■ EXERCISE
Every line from the one containing "fn now(&self) -> Instant;" through the end of the data is to be copied exactly, and nothing outside that range.
--------------------------------------------------
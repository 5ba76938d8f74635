//! Axis-aligned boxes and the overlap test shared by every entity.

/// Position and extent of an entity in display units.
///
/// The position is real-valued so sub-pixel velocities accumulate; the size
/// is whole pixels and never zero.
#[derive(Clone, Copy, Debug, PartialEq)]
#[cfg_attr(feature = "defmt", derive(defmt::Format))]
pub struct Rect {
    pub x: f32,
    pub y: f32,
    pub width: u16,
    pub height: u16,
}

impl Rect {
    /// # Panics
    ///
    /// Panics if either dimension is zero.
    #[must_use]
    pub fn new(x: f32, y: f32, width: u16, height: u16) -> Self {
        assert!(width > 0 && height > 0, "rect dimensions must be positive");
        Self {
            x,
            y,
            width,
            height,
        }
    }

    /// One past the rightmost column.
    #[must_use]
    pub fn right(&self) -> f32 {
        self.x + f32::from(self.width)
    }

    /// One past the lowest row.
    #[must_use]
    pub fn bottom(&self) -> f32 {
        self.y + f32::from(self.height)
    }

    /// `true` when the horizontal extents intersect, ignoring height.
    #[must_use]
    pub fn spans_columns_of(&self, other: &Self) -> bool {
        self.x < other.right() && self.right() > other.x
    }

    #[must_use]
    pub fn overlaps(&self, other: &Self) -> bool {
        overlaps(self, other)
    }
}

/// Half-open intersection test over `[x, x + width) × [y, y + height)`.
///
/// Boxes that only share an edge do not overlap.
#[must_use]
pub fn overlaps(a: &Rect, b: &Rect) -> bool {
    a.spans_columns_of(b) && a.y < b.bottom() && a.bottom() > b.y
}
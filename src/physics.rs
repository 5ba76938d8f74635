//! Player integration and collision resolution.
//!
//! One [`step`] advances the player's vertical state by a single tick:
//! gravity, then the ground clamp, then each platform in level order.
//! Horizontal motion from [`walk`] is only bounded by the screen edges;
//! platforms never block walking.

use crate::{
    clock::Instant,
    config::{
        GRAVITY,
        GROUND_HEIGHT,
        JUMP_COOLDOWN,
        JUMP_FORCE,
        MOVE_SPEED,
        SCREEN_WIDTH,
    },
    entity::{
        Entity,
        Platform,
        Player,
    },
    input::Direction,
};

/// Advance the player by one tick against the ground and `platforms`.
pub fn step(player: &mut Player, platforms: &[Platform]) {
    player.vy += GRAVITY;

    let before = player.body;
    let height = f32::from(before.height);
    let mut new_y = before.y + player.vy;

    let floor = GROUND_HEIGHT - height;
    if new_y > floor {
        new_y = floor;
        player.vy = 0.0;
        player.is_jumping = false;
    }

    for platform in platforms {
        let ledge = platform.bounds();
        if !before.spans_columns_of(&ledge) {
            continue;
        }

        if before.bottom() <= ledge.y && new_y + height > ledge.y {
            // Falling onto the top.
            new_y = ledge.y - height;
            player.vy = 0.0;
            player.is_jumping = false;
        } else if before.y >= ledge.bottom() && new_y < ledge.bottom() {
            // Head hit the underside. Still airborne.
            new_y = ledge.bottom();
            player.vy = 0.0;
        }
    }

    player.body.y = new_y;
}

/// Start a jump if the player is grounded and the cooldown has passed.
///
/// Returns whether the jump was accepted. Rejected requests are dropped.
pub fn try_jump(player: &mut Player, now: Instant) -> bool {
    if player.is_jumping {
        trace!("jump rejected: airborne");
        return false;
    }

    if let Some(last) = player.last_jump {
        let cooled = now
            .checked_duration_since(last)
            .is_some_and(|elapsed| elapsed >= JUMP_COOLDOWN);
        if !cooled {
            trace!("jump rejected: cooldown");
            return false;
        }
    }

    player.vy = JUMP_FORCE;
    player.is_jumping = true;
    player.last_jump = Some(now);
    trace!("jump accepted at {} ms", now.ticks());
    true
}

/// Move horizontally by one tick of `direction`, kept inside the screen.
pub fn walk(player: &mut Player, direction: Direction) {
    let sign = direction.sign();
    if sign == 0 {
        return;
    }

    let max_x = f32::from(SCREEN_WIDTH - player.body.width);
    player.body.x = (player.body.x + f32::from(sign) * MOVE_SPEED).clamp(0.0, max_x);
    player.facing_right = sign > 0;
}
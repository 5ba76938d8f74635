//! Logging shims: forward to `defmt` when the feature is enabled, otherwise
//! swallow the arguments so host builds carry no logger.

#![macro_use]
#![allow(unused_macros)]

macro_rules! trace {
    ($s:literal $(, $x:expr)* $(,)?) => {
        {
            #[cfg(feature = "defmt")]
            ::defmt::trace!($s $(, $x)*);
            #[cfg(not(feature = "defmt"))]
            let _ = ($( & $x ),*);
        }
    };
}

macro_rules! debug {
    ($s:literal $(, $x:expr)* $(,)?) => {
        {
            #[cfg(feature = "defmt")]
            ::defmt::debug!($s $(, $x)*);
            #[cfg(not(feature = "defmt"))]
            let _ = ($( & $x ),*);
        }
    };
}

macro_rules! info {
    ($s:literal $(, $x:expr)* $(,)?) => {
        {
            #[cfg(feature = "defmt")]
            ::defmt::info!($s $(, $x)*);
            #[cfg(not(feature = "defmt"))]
            let _ = ($( & $x ),*);
        }
    };
}

macro_rules! warn {
    ($s:literal $(, $x:expr)* $(,)?) => {
        {
            #[cfg(feature = "defmt")]
            ::defmt::warn!($s $(, $x)*);
            #[cfg(not(feature = "defmt"))]
            let _ = ($( & $x ),*);
        }
    };
}

macro_rules! error {
    ($s:literal $(, $x:expr)* $(,)?) => {
        {
            #[cfg(feature = "defmt")]
            ::defmt::error!($s $(, $x)*);
            #[cfg(not(feature = "defmt"))]
            let _ = ($( & $x ),*);
        }
    };
}
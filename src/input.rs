//! Joystick collaborator and the mapping from raw axes to game commands.

use crate::config::{
    JOYSTICK_CENTER,
    JOYSTICK_DEAD_ZONE,
    JOYSTICK_THRESHOLD_HIGH,
    JOYSTICK_THRESHOLD_LOW,
    JUMP_EXTRA_TRAVEL,
};

/// One reading of both axes, in 12-bit ADC counts (`0..=4095`).
#[derive(Clone, Copy, Debug, PartialEq, Eq)]
#[cfg_attr(feature = "defmt", derive(defmt::Format))]
pub struct AxisSample {
    pub x: u16,
    pub y: u16,
}

impl AxisSample {
    /// Stick at rest.
    pub const CENTERED: Self = Self {
        x: JOYSTICK_CENTER as u16,
        y: JOYSTICK_CENTER as u16,
    };
}

#[derive(Clone, Copy, Debug, Default, PartialEq, Eq)]
#[cfg_attr(feature = "defmt", derive(defmt::Format))]
pub enum Direction {
    Left,
    #[default]
    Idle,
    Right,
}

impl Direction {
    /// `-1`, `0` or `1`.
    #[must_use]
    pub const fn sign(self) -> i8 {
        match self {
            Self::Left => -1,
            Self::Idle => 0,
            Self::Right => 1,
        }
    }
}

/// What the player asked for this tick.
#[derive(Clone, Copy, Debug, Default, PartialEq, Eq)]
#[cfg_attr(feature = "defmt", derive(defmt::Format))]
pub struct Command {
    pub direction: Direction,
    pub jump: bool,
}

/// Source of raw stick readings.
pub trait Joystick {
    type Error;

    fn sample(&mut self) -> Result<AxisSample, Self::Error>;
}

/// Translate a raw reading into a command.
///
/// Horizontal input inside the dead zone is ignored; outside it the stick
/// must still cross the high or low threshold to register. Jumping needs
/// the vertical axis pushed up past the low threshold with extra travel.
#[must_use]
pub fn map_axes(sample: AxisSample) -> Command {
    let x = i32::from(sample.x);
    let y = i32::from(sample.y);

    let direction = if (x - JOYSTICK_CENTER).abs() < JOYSTICK_DEAD_ZONE {
        Direction::Idle
    } else if x < JOYSTICK_THRESHOLD_LOW {
        Direction::Left
    } else if x > JOYSTICK_THRESHOLD_HIGH {
        Direction::Right
    } else {
        Direction::Idle
    };

    Command {
        direction,
        jump: y < JOYSTICK_THRESHOLD_LOW - JUMP_EXTRA_TRAVEL,
    }
}

/// Median of a burst of reads, for rejecting ADC spikes.
///
/// Sorts `reads` in place.
///
/// # Panics
///
/// Panics if `reads` is empty.
pub fn median(reads: &mut [u16]) -> u16 {
    assert!(!reads.is_empty(), "median of no reads");
    reads.sort_unstable();
    reads[reads.len() / 2]
}
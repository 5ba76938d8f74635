//! ST7789 display: 320×170 LCD over SPI with DMA, presenting the game's
//! 128×64 monochrome frame at 2× scale.

use embedded_graphics::{
    pixelcolor::Rgb565,
    prelude::*,
    primitives::Rectangle,
};
use embedded_hal_bus::spi::ExclusiveDevice;
use esp_hal::{
    Async,
    dma::{
        DmaRxBuf,
        DmaTxBuf,
    },
    dma_buffers,
    gpio::{
        Level,
        Output,
        OutputConfig,
    },
    spi::master::Spi,
    time::Rate,
};
use platformer::{
    Frame,
    Screen,
    frame,
};

use crate::{
    BacklightResources,
    DisplayResources,
};

type SpiInterface<'a> = mipidsi::interface::SpiInterface<
    'a,
    ExclusiveDevice<esp_hal::spi::master::SpiDmaBus<'a, Async>, Output<'a>, esp_hal::delay::Delay>,
    Output<'a>,
>;

/// The badge's ST7789 display, ready to draw on with `embedded-graphics`.
pub type Display<'a> = mipidsi::Display<SpiInterface<'a>, mipidsi::models::ST7789, Output<'a>>;

/// Integer scale from game pixels to panel pixels.
const SCALE: u32 = 2;
const PANEL: Size = Size::new(320, 170);
const ON: Rgb565 = Rgb565::WHITE;
const OFF: Rgb565 = Rgb565::BLACK;

impl<'a> From<DisplayResources<'a>> for Display<'a> {
    fn from(res: DisplayResources<'a>) -> Self {
        let (rx_buffer, rx_descriptors, tx_buffer, tx_descriptors) = dma_buffers!(32000);
        let dma_rx_buf = DmaRxBuf::new(rx_descriptors, rx_buffer).unwrap();
        let dma_tx_buf = DmaTxBuf::new(tx_descriptors, tx_buffer).unwrap();

        let mut delay = esp_hal::delay::Delay::new();

        let dc = Output::new(res.dc, Level::Low, OutputConfig::default());
        let mut rst = Output::new(res.rst, Level::Low, OutputConfig::default());
        rst.set_high();

        let spi = Spi::new(
            res.spi,
            esp_hal::spi::master::Config::default().with_frequency(Rate::from_mhz(80)),
        )
        .unwrap()
        .with_sck(res.sck)
        .with_mosi(res.mosi)
        .with_miso(res.miso)
        .with_dma(res.dma)
        .with_buffers(dma_rx_buf, dma_tx_buf)
        .into_async();

        let cs = Output::new(res.cs, Level::High, OutputConfig::default());
        let spi_device = ExclusiveDevice::new(spi, cs, delay).unwrap();

        let buffer = crate::mk_static!([u8; 32000], [0_u8; 32000]);
        let di = mipidsi::interface::SpiInterface::new(spi_device, dc, buffer);

        mipidsi::Builder::new(mipidsi::models::ST7789, di)
            .reset_pin(rst)
            .display_size(170, 320)
            .invert_colors(mipidsi::options::ColorInversion::Inverted)
            .orientation(
                mipidsi::options::Orientation::new().rotate(mipidsi::options::Rotation::Deg90),
            )
            .display_offset(35, 0)
            .init(&mut delay)
            .unwrap()
    }
}

/// The panel as the game's [`Screen`]: the margin stays black and every
/// present rewrites the centered, scaled game area in one burst.
pub struct BadgeScreen<'a> {
    display: Display<'a>,
    _backlight: Output<'a>,
    area: Rectangle,
}

impl<'a> BadgeScreen<'a> {
    /// Blank the panel and switch the backlight on.
    pub fn new(mut display: Display<'a>, backlight: BacklightResources<'a>) -> Self {
        let size = Size::new(frame::WIDTH as u32 * SCALE, frame::HEIGHT as u32 * SCALE);
        let origin = Point::new(
            ((PANEL.width - size.width) / 2) as i32,
            ((PANEL.height - size.height) / 2) as i32,
        );
        display.clear(OFF).unwrap();

        Self {
            display,
            _backlight: Output::new(backlight.led, Level::High, OutputConfig::default()),
            area: Rectangle::new(origin, size),
        }
    }
}

impl<'a> Screen for BadgeScreen<'a> {
    type Error = <Display<'a> as DrawTarget>::Error;

    fn present(&mut self, frame: &Frame) -> Result<(), Self::Error> {
        let width = self.area.size.width as i32;
        let height = self.area.size.height as i32;
        let scale = SCALE as i32;

        let colors = (0..height).flat_map(|y| {
            (0..width).map(move |x| {
                if frame.pixel(x / scale, y / scale) {
                    ON
                } else {
                    OFF
                }
            })
        });
        self.display.fill_contiguous(&self.area, colors)
    }
}
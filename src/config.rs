//! Gameplay tuning. Everything is fixed at compile time.

use crate::clock::Duration;

// ── Screen ──────────────────────────────────────────────────────────────────

/// Logical screen width in pixels.
pub const SCREEN_WIDTH: u16 = 128;
/// Logical screen height in pixels.
pub const SCREEN_HEIGHT: u16 = 64;
/// Y coordinate of the ground line. Entities rest with their bottom edge on it.
pub const GROUND_HEIGHT: f32 = 50.0;

// ── Player ──────────────────────────────────────────────────────────────────

pub const PLAYER_WIDTH: u16 = 8;
pub const PLAYER_HEIGHT: u16 = 8;
/// Horizontal start position for every level.
pub const PLAYER_START_X: f32 = 20.0;

// ── Physics (units per tick) ────────────────────────────────────────────────

pub const GRAVITY: f32 = 0.5;
/// Initial vertical velocity of a jump. Negative is up.
pub const JUMP_FORCE: f32 = -6.0;
pub const MOVE_SPEED: f32 = 2.0;
/// Minimum time between two accepted jumps.
pub const JUMP_COOLDOWN: Duration = Duration::from_ticks(250);

// ── Level geometry ──────────────────────────────────────────────────────────

pub const PLATFORM_HEIGHT: u16 = 4;
pub const COIN_SIZE: u16 = 4;
pub const TOTAL_LEVELS: u8 = 5;

// ── Scoring ─────────────────────────────────────────────────────────────────

pub const COIN_VALUE: u32 = 100;

// ── Joystick (12-bit ADC counts) ────────────────────────────────────────────

pub const JOYSTICK_MAX: u16 = 4095;
pub const JOYSTICK_CENTER: i32 = 2048;
/// Readings closer than this to the center are treated as no input.
pub const JOYSTICK_DEAD_ZONE: i32 = 300;
pub const JOYSTICK_THRESHOLD_HIGH: i32 = JOYSTICK_CENTER + 1000;
pub const JOYSTICK_THRESHOLD_LOW: i32 = JOYSTICK_CENTER - 1000;
/// The vertical axis must be pushed past the low threshold by this much to jump.
pub const JUMP_EXTRA_TRAVEL: i32 = 200;

// ── Timing ──────────────────────────────────────────────────────────────────

/// Nominal period of one simulation/render step.
pub const TICK_PERIOD: Duration = Duration::from_ticks(20);
pub const LEVEL_START_HOLD: Duration = Duration::from_ticks(2000);
pub const GAME_COMPLETE_HOLD: Duration = Duration::from_ticks(3000);
/// Pause after a collaborator fault before the next tick.
pub const FAULT_BACKOFF: Duration = Duration::from_ticks(1000);
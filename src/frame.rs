//! In-memory 1-bit frame and the screen collaborator that shows it.
//!
//! All drawing happens on a [`Frame`] with `embedded-graphics`, which cannot
//! fail. Only [`Screen::present`], the commit to real hardware, can.

use core::convert::Infallible;

use embedded_graphics::{
    Pixel,
    pixelcolor::BinaryColor,
    prelude::*,
};

use crate::config::{
    SCREEN_HEIGHT,
    SCREEN_WIDTH,
};

pub const WIDTH: usize = SCREEN_WIDTH as usize;
pub const HEIGHT: usize = SCREEN_HEIGHT as usize;
const BYTES: usize = WIDTH * HEIGHT / 8;

/// 128×64 monochrome frame, one bit per pixel, row-major.
#[derive(Clone, PartialEq, Eq)]
pub struct Frame {
    bits: [u8; BYTES],
}

impl Frame {
    #[must_use]
    pub const fn new() -> Self {
        Self { bits: [0; BYTES] }
    }

    /// Whether the pixel at (`x`, `y`) is lit. Off-screen reads are dark.
    #[must_use]
    pub fn pixel(&self, x: i32, y: i32) -> bool {
        Self::locate(x, y).is_some_and(|(byte, mask)| self.bits[byte] & mask != 0)
    }

    /// Number of lit pixels.
    #[must_use]
    pub fn lit(&self) -> u32 {
        self.bits.iter().map(|b| b.count_ones()).sum()
    }

    /// Iterate `(x, y, on)` for every pixel in row-major order.
    pub fn pixels(&self) -> impl Iterator<Item = (i32, i32, bool)> + '_ {
        (0..HEIGHT as i32).flat_map(move |y| (0..WIDTH as i32).map(move |x| (x, y, self.pixel(x, y))))
    }

    fn locate(x: i32, y: i32) -> Option<(usize, u8)> {
        let x = usize::try_from(x).ok().filter(|&x| x < WIDTH)?;
        let y = usize::try_from(y).ok().filter(|&y| y < HEIGHT)?;
        let index = y * WIDTH + x;
        Some((index / 8, 1 << (index % 8)))
    }

    fn set(&mut self, point: Point, on: bool) {
        if let Some((byte, mask)) = Self::locate(point.x, point.y) {
            if on {
                self.bits[byte] |= mask;
            } else {
                self.bits[byte] &= !mask;
            }
        }
    }
}

impl Default for Frame {
    fn default() -> Self {
        Self::new()
    }
}

impl core::fmt::Debug for Frame {
    fn fmt(&self, f: &mut core::fmt::Formatter<'_>) -> core::fmt::Result {
        f.debug_struct("Frame").field("lit", &self.lit()).finish()
    }
}

impl OriginDimensions for Frame {
    fn size(&self) -> Size {
        Size::new(u32::from(SCREEN_WIDTH), u32::from(SCREEN_HEIGHT))
    }
}

impl DrawTarget for Frame {
    type Color = BinaryColor;
    type Error = Infallible;

    fn draw_iter<I>(&mut self, pixels: I) -> Result<(), Self::Error>
    where
        I: IntoIterator<Item = Pixel<Self::Color>>,
    {
        for Pixel(point, color) in pixels {
            self.set(point, color.is_on());
        }
        Ok(())
    }

    fn clear(&mut self, color: Self::Color) -> Result<(), Self::Error> {
        self.bits.fill(if color.is_on() { 0xff } else { 0 });
        Ok(())
    }
}

/// The physical display: commits a finished frame.
pub trait Screen {
    type Error;

    fn present(&mut self, frame: &Frame) -> Result<(), Self::Error>;
}
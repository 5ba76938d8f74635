//! Millisecond time base and the monotonic clock collaborator.

/// A point on the monotonic millisecond timeline.
pub type Instant = fugit::TimerInstantU64<1000>;

/// A span of milliseconds.
pub type Duration = fugit::MillisDurationU64;

/// Source of monotonic time, injected so cooldowns can be tested deterministically.
pub trait Clock {
    fn now(&self) -> Instant;
}

impl<C: Clock + ?Sized> Clock for &C {
    fn now(&self) -> Instant {
        (**self).now()
    }
}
--------------------------------------------------
■ THE ANSWER
    fn now(&self) -> Instant;
}

impl<C: Clock + ?Sized> Clock for &C {
    fn now(&self) -> Instant {
        (**self).now()
    }
}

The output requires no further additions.